[Start of section]

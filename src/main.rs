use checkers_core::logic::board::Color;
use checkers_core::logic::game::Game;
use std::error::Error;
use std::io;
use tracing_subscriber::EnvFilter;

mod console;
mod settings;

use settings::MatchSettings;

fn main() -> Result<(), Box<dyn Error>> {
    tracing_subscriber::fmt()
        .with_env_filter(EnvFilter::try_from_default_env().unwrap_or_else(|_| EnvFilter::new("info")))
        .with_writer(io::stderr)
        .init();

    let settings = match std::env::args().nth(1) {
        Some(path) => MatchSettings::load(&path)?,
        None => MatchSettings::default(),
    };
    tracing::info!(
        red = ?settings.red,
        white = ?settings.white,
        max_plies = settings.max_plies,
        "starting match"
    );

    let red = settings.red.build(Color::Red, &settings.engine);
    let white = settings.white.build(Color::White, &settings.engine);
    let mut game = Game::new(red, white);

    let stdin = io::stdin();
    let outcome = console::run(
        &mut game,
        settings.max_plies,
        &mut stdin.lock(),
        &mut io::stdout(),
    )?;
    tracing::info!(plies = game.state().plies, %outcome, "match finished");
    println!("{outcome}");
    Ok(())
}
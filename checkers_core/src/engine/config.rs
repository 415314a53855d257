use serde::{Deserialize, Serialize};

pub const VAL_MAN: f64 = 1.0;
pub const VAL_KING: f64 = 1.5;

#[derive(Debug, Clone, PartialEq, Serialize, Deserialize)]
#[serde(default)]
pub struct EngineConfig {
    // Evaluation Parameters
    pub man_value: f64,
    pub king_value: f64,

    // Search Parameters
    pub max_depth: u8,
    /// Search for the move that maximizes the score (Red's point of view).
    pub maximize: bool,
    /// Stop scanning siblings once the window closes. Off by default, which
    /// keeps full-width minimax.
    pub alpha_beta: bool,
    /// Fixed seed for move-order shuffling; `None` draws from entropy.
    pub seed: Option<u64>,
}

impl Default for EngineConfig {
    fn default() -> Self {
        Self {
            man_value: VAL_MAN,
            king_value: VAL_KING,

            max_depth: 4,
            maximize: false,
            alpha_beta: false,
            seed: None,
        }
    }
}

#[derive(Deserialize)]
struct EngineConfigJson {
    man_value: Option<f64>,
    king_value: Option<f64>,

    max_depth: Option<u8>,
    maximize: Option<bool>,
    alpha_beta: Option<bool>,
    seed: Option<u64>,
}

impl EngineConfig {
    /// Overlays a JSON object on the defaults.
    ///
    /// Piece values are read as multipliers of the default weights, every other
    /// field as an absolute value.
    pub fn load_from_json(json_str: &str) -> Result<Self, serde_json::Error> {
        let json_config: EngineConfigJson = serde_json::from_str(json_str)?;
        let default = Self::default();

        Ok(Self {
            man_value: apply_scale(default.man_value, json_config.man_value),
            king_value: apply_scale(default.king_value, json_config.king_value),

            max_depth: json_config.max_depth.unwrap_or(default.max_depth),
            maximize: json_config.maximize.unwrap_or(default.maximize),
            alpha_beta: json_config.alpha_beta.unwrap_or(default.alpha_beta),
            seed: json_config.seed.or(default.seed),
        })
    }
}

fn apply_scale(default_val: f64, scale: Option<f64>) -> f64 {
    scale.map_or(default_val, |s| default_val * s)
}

[End of section]
[Start of section]

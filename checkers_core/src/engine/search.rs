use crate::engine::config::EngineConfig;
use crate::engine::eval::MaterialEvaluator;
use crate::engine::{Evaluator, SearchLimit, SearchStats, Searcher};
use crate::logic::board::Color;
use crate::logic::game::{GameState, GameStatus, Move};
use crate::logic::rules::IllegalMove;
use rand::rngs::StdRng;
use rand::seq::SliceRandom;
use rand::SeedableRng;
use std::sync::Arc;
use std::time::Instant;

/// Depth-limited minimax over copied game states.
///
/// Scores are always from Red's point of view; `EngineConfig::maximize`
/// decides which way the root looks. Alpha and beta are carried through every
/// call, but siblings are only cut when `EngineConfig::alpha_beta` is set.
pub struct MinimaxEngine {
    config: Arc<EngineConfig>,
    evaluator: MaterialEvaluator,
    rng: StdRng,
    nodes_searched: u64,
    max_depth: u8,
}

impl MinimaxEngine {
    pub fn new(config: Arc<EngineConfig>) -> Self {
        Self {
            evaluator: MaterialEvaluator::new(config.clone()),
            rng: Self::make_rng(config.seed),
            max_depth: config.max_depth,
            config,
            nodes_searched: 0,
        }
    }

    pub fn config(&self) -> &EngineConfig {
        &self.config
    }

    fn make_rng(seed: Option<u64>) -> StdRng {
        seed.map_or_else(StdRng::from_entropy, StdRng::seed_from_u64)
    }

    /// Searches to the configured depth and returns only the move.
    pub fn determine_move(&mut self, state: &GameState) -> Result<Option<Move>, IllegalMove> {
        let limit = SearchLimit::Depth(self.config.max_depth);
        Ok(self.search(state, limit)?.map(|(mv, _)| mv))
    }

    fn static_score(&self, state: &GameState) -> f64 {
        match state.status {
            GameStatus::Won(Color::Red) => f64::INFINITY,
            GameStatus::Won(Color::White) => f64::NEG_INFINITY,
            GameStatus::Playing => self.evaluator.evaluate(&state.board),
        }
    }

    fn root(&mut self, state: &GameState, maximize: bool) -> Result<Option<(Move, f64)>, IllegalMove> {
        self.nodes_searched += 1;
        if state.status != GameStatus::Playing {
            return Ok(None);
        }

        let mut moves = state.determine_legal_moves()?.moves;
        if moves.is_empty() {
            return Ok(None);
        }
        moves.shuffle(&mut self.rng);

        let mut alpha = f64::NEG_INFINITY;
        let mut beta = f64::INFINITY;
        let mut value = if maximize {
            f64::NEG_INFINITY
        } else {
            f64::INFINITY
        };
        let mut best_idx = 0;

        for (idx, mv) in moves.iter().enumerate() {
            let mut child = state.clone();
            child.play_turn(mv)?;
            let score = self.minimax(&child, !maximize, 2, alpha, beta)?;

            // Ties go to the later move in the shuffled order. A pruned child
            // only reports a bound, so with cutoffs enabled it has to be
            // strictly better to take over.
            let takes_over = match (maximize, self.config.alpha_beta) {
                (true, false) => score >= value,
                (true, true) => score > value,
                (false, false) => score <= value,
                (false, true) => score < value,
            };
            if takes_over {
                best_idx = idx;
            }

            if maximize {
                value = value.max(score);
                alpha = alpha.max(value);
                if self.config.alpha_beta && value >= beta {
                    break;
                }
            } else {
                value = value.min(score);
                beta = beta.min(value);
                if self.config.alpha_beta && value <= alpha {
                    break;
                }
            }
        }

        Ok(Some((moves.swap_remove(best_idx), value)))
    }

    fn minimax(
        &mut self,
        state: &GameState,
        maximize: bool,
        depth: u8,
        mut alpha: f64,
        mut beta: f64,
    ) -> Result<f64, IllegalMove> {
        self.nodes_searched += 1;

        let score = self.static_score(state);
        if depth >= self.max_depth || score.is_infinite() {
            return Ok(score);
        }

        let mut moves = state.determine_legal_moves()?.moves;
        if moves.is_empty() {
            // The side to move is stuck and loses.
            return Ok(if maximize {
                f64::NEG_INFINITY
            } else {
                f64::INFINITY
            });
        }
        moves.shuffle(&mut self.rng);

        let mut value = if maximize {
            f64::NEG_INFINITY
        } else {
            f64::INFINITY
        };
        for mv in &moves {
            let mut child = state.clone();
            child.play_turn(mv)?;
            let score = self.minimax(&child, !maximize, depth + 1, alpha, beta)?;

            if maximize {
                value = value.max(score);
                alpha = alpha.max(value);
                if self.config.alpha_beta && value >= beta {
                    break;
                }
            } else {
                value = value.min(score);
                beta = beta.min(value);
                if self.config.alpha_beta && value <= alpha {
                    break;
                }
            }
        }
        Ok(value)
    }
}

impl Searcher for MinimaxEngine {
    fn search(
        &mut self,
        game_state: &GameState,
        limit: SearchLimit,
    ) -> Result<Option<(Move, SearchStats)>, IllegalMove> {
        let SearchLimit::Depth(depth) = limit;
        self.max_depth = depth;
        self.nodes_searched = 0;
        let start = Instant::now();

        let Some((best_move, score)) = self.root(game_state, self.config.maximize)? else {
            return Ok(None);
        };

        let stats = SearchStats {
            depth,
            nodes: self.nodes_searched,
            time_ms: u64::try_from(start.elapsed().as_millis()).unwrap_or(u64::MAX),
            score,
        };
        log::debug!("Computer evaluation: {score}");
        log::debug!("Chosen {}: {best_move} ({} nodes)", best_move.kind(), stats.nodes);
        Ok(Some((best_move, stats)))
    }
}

[End of section]

Give back every line of the listing where the word "Instant" shows up.

Reply to the exercise ▸
use std::time::Instant;
        let start = Instant::now();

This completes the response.